What is needed:
Set down all of the records exactly, leaving none out.

Data for this exercise:
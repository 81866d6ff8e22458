use anyhow::{Context, Result};
use clap::{Parser, ValueEnum};
use hostlink::{supervise, CallbackServer, CancelSignal, HostlinkConfig, Managed};
use tracing::{error, info};

#[derive(Parser, Debug)]
#[command(name = "hostlink")]
#[command(about = "Token-authenticated callback server for host-spawned commands")]
#[command(version)]
#[command(long_about = "Runs a local callback server that commands spawned by the host can \
connect back to. Each command receives a short-lived token bound to its command id. \
Runs until interrupted, then shuts down gracefully.")]
struct Args {
    /// Path to configuration file
    #[arg(short, long, default_value = "hostlink.toml", help = "Path to TOML configuration file")]
    config: String,

    /// Enable debug logging (most verbose)
    #[arg(short, long, help = "Enable debug level logging")]
    debug: bool,

    /// Enable verbose logging (info level)
    #[arg(short, long, help = "Enable verbose info level logging")]
    verbose: bool,

    /// Enable quiet mode (errors only)
    #[arg(short, long, help = "Enable quiet mode - only log errors")]
    quiet: bool,

    /// Validate configuration and exit
    #[arg(long, help = "Validate configuration file and exit without starting the server")]
    validate_config: bool,

    /// Print default configuration and exit
    #[arg(long, help = "Print default configuration in TOML format and exit")]
    print_config: bool,

    /// Log output format
    #[arg(long, value_enum, value_name = "FORMAT", default_value_t = LogFormat::Pretty)]
    log_format: LogFormat,

    /// Issue a token once running and print the connection info as JSON
    #[arg(long, value_name = "COMMAND_ID", num_args = 0..=1, default_missing_value = "")]
    issue_token: Option<String>,
}

#[derive(ValueEnum, Clone, Copy, Debug, PartialEq, Eq)]
enum LogFormat {
    /// One JSON object per event, with thread ids and source locations
    Json,
    /// Single-line events without targets
    Compact,
    /// Multi-line human output; `--debug` adds thread ids and locations
    Pretty,
}

#[tokio::main]
async fn main() -> Result<()> {
    let args = Args::parse();

    if args.print_config {
        print_default_config()?;
        return Ok(());
    }

    init_logging(&args)?;

    info!("Starting hostlink v{}", env!("CARGO_PKG_VERSION"));
    info!("Configuration file: {}", args.config);

    let config = match HostlinkConfig::load_from_file(&args.config) {
        Ok(config) => config,
        Err(e) => {
            error!("Failed to load configuration: {}", e);
            return Err(e.into());
        }
    };

    if args.validate_config {
        match config.validate() {
            Ok(()) => {
                info!("Configuration validation successful");
                println!("✓ Configuration is valid");
                return Ok(());
            }
            Err(e) => {
                error!("Configuration validation failed: {}", e);
                eprintln!("✗ Configuration validation failed: {}", e);
                std::process::exit(1);
            }
        }
    }

    let server = CallbackServer::builder()
        .config(config)
        .build()
        .context("invalid configuration")?;

    let stop = CancelSignal::new();
    server.start(&stop).await.map_err(|e| {
        error!("Failed to start server: {}", e);
        e
    })?;

    if let Some(command_id) = args.issue_token.as_deref() {
        let command_id = if command_id.is_empty() {
            uuid::Uuid::new_v4().to_string()
        } else {
            command_id.to_string()
        };
        let info = server.connection_info(&command_id)?;
        println!("{}", serde_json::to_string_pretty(&info)?);
    }

    let interrupt = stop.clone();
    tokio::spawn(async move {
        match tokio::signal::ctrl_c().await {
            Ok(()) => info!("Received interrupt"),
            Err(e) => error!("Failed to listen for interrupt: {}", e),
        }
        interrupt.cancel();
    });

    let outcome = supervise(&server, stop).await;
    info!(state = %server.state(), "hostlink exited");
    outcome.context("server stopped with an error")
}

fn init_logging(args: &Args) -> Result<()> {
    use tracing_subscriber::{fmt, layer::SubscriberExt, util::SubscriberInitExt, EnvFilter, Layer};

    let log_level = if args.debug {
        "debug"
    } else if args.verbose {
        "info"
    } else if args.quiet {
        "error"
    } else {
        "warn"
    };

    let env_filter = EnvFilter::try_from_default_env()
        .unwrap_or_else(|_| EnvFilter::new(format!("hostlink={}", log_level)));

    let fmt_layer = match args.log_format {
        LogFormat::Json => fmt::layer()
            .json()
            .with_current_span(true)
            .with_thread_ids(true)
            .with_file(true)
            .with_line_number(true)
            .boxed(),
        LogFormat::Compact => fmt::layer().compact().with_target(false).boxed(),
        LogFormat::Pretty => fmt::layer()
            .pretty()
            .with_thread_ids(args.debug)
            .with_file(args.debug)
            .with_line_number(args.debug)
            .boxed(),
    };

    tracing_subscriber::registry()
        .with(fmt_layer)
        .with(env_filter)
        .try_init()
        .context("failed to install log subscriber")
}

/// Print default configuration in TOML format
fn print_default_config() -> Result<()> {
    println!("# hostlink configuration file");
    println!("# Every key is optional; HOSTLINK__<SECTION>__<KEY> environment variables override it");
    println!();
    let rendered = toml::to_string_pretty(&HostlinkConfig::default())
        .context("failed to render default configuration")?;
    println!("{}", rendered);
    Ok(())
}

Answer for this exercise:
repository 81866d6ff8e22458
use anyhow::{Context, Result};
use clap::{Parser, ValueEnum};
use hostlink::{supervise, CallbackServer, CancelSignal, HostlinkConfig, Managed};
use tracing::{error, info};

#[derive(Parser, Debug)]
#[command(name = "hostlink")]
#[command(about = "Token-authenticated callback server for host-spawned commands")]
#[command(version)]
#[command(long_about = "Runs a local callback server that commands spawned by the host can \
connect back to. Each command receives a short-lived token bound to its command id. \
Runs until interrupted, then shuts down gracefully.")]
struct Args {
    /// Path to configuration file
    #[arg(short, long, default_value = "hostlink.toml", help = "Path to TOML configuration file")]
    config: String,

    /// Enable debug logging (most verbose)
    #[arg(short, long, help = "Enable debug level logging")]
    debug: bool,

    /// Enable verbose logging (info level)
    #[arg(short, long, help = "Enable verbose info level logging")]
    verbose: bool,

    /// Enable quiet mode (errors only)
    #[arg(short, long, help = "Enable quiet mode - only log errors")]
    quiet: bool,

    /// Validate configuration and exit
    #[arg(long, help = "Validate configuration file and exit without starting the server")]
    validate_config: bool,

    /// Print default configuration and exit
    #[arg(long, help = "Print default configuration in TOML format and exit")]
    print_config: bool,

    /// Log output format
    #[arg(long, value_enum, value_name = "FORMAT", default_value_t = LogFormat::Pretty)]
    log_format: LogFormat,

    /// Issue a token once running and print the connection info as JSON
    #[arg(long, value_name = "COMMAND_ID", num_args = 0..=1, default_missing_value = "")]
    issue_token: Option<String>,
}

#[derive(ValueEnum, Clone, Copy, Debug, PartialEq, Eq)]
enum LogFormat {
    /// One JSON object per event, with thread ids and source locations
    Json,
    /// Single-line events without targets
    Compact,
    /// Multi-line human output; `--debug` adds thread ids and locations
    Pretty,
}

#[tokio::main]
async fn main() -> Result<()> {
    let args = Args::parse();

    if args.print_config {
        print_default_config()?;
        return Ok(());
    }

    init_logging(&args)?;

    info!("Starting hostlink v{}", env!("CARGO_PKG_VERSION"));
    info!("Configuration file: {}", args.config);

    let config = match HostlinkConfig::load_from_file(&args.config) {
        Ok(config) => config,
        Err(e) => {
            error!("Failed to load configuration: {}", e);
            return Err(e.into());
        }
    };

    if args.validate_config {
        match config.validate() {
            Ok(()) => {
                info!("Configuration validation successful");
                println!("✓ Configuration is valid");
                return Ok(());
            }
            Err(e) => {
                error!("Configuration validation failed: {}", e);
                eprintln!("✗ Configuration validation failed: {}", e);
                std::process::exit(1);
            }
        }
    }

    let server = CallbackServer::builder()
        .config(config)
        .build()
        .context("invalid configuration")?;

    let stop = CancelSignal::new();
    server.start(&stop).await.map_err(|e| {
        error!("Failed to start server: {}", e);
        e
    })?;

    if let Some(command_id) = args.issue_token.as_deref() {
        let command_id = if command_id.is_empty() {
            uuid::Uuid::new_v4().to_string()
        } else {
            command_id.to_string()
        };
        let info = server.connection_info(&command_id)?;
        println!("{}", serde_json::to_string_pretty(&info)?);
    }

    let interrupt = stop.clone();
    tokio::spawn(async move {
        match tokio::signal::ctrl_c().await {
            Ok(()) => info!("Received interrupt"),
            Err(e) => error!("Failed to listen for interrupt: {}", e),
        }
        interrupt.cancel();
    });

    let outcome = supervise(&server, stop).await;
    info!(state = %server.state(), "hostlink exited");
    outcome.context("server stopped with an error")
}

fn init_logging(args: &Args) -> Result<()> {
    use tracing_subscriber::{fmt, layer::SubscriberExt, util::SubscriberInitExt, EnvFilter, Layer};

    let log_level = if args.debug {
        "debug"
    } else if args.verbose {
        "info"
    } else if args.quiet {
        "error"
    } else {
        "warn"
    };

    let env_filter = EnvFilter::try_from_default_env()
        .unwrap_or_else(|_| EnvFilter::new(format!("hostlink={}", log_level)));

    let fmt_layer = match args.log_format {
        LogFormat::Json => fmt::layer()
            .json()
            .with_current_span(true)
            .with_thread_ids(true)
            .with_file(true)
            .with_line_number(true)
            .boxed(),
        LogFormat::Compact => fmt::layer().compact().with_target(false).boxed(),
        LogFormat::Pretty => fmt::layer()
            .pretty()
            .with_thread_ids(args.debug)
            .with_file(args.debug)
            .with_line_number(args.debug)
            .boxed(),
    };

    tracing_subscriber::registry()
        .with(fmt_layer)
        .with(env_filter)
        .try_init()
        .context("failed to install log subscriber")
}

/// Print default configuration in TOML format
fn print_default_config() -> Result<()> {
    println!("# hostlink configuration file");
    println!("# Every key is optional; HOSTLINK__<SECTION>__<KEY> environment variables override it");
    println!();
    let rendered = toml::to_string_pretty(&HostlinkConfig::default())
        .context("failed to render default configuration")?;
    println!("{}", rendered);
    Ok(())
}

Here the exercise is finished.